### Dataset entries
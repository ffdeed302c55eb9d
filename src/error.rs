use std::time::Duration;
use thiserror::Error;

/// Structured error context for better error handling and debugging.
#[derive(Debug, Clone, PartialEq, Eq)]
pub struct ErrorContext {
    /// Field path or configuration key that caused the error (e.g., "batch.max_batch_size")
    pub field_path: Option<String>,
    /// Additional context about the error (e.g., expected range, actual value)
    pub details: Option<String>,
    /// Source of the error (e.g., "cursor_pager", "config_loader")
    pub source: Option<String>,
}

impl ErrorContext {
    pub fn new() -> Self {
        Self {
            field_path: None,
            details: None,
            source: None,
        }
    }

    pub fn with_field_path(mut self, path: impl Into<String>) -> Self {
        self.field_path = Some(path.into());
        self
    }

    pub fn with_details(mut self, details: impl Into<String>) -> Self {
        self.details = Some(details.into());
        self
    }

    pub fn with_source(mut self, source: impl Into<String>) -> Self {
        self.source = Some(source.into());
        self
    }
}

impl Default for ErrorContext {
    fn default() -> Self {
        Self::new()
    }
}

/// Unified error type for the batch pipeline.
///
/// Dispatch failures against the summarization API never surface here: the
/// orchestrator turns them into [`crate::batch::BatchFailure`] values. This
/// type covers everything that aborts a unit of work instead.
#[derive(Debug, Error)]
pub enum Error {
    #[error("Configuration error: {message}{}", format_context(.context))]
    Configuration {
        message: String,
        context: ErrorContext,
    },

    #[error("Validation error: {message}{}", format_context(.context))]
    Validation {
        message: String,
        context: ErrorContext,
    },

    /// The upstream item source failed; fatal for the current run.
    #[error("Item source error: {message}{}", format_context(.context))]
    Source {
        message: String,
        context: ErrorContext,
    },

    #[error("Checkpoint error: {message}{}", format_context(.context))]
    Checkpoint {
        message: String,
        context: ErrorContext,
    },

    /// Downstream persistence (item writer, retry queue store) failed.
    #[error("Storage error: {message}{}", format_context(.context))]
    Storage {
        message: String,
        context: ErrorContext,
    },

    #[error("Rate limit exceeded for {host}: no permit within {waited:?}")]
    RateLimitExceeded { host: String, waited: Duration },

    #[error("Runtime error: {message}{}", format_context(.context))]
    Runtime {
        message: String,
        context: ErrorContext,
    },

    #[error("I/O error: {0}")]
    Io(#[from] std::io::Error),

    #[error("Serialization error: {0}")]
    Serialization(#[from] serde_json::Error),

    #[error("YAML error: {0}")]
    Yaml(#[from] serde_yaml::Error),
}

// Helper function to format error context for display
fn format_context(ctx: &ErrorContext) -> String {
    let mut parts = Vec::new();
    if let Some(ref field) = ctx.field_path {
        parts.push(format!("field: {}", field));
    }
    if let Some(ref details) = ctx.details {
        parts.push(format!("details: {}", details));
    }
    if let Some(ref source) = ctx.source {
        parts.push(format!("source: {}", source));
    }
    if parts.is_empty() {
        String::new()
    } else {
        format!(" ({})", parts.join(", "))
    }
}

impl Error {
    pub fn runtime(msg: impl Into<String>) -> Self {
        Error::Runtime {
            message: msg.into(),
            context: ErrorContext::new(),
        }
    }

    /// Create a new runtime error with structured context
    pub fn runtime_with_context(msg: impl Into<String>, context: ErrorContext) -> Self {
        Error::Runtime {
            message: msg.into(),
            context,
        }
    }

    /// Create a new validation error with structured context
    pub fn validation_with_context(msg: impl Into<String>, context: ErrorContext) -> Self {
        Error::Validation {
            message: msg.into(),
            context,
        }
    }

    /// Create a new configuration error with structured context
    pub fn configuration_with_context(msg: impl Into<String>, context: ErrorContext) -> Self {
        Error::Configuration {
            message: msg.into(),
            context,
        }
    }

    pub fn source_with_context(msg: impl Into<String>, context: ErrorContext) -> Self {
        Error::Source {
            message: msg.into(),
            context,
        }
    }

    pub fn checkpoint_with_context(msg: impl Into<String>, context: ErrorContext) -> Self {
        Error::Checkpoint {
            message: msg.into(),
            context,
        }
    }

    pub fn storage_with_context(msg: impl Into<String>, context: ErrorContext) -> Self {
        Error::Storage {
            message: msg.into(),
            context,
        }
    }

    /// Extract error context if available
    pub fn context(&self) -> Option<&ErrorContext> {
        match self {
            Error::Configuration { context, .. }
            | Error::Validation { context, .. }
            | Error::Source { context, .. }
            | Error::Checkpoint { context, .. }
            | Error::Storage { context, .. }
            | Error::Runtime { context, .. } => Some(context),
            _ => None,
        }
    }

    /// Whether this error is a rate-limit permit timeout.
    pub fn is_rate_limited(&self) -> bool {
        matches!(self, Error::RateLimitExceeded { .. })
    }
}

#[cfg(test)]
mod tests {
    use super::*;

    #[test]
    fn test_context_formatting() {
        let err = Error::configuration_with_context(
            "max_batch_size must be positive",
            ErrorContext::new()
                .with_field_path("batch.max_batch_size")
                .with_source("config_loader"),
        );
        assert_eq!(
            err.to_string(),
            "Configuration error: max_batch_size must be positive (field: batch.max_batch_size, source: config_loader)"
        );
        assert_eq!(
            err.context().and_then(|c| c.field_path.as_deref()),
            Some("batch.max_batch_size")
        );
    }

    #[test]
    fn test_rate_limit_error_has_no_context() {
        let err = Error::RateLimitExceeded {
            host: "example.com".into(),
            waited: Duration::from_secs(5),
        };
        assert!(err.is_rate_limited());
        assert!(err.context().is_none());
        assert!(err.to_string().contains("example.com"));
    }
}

### Assignment
Make a copy of each line in the records above that has the word "type".

### Answer to the exercise
/// Unified error type for the batch pipeline.
/// type covers everything that aborts a unit of work instead.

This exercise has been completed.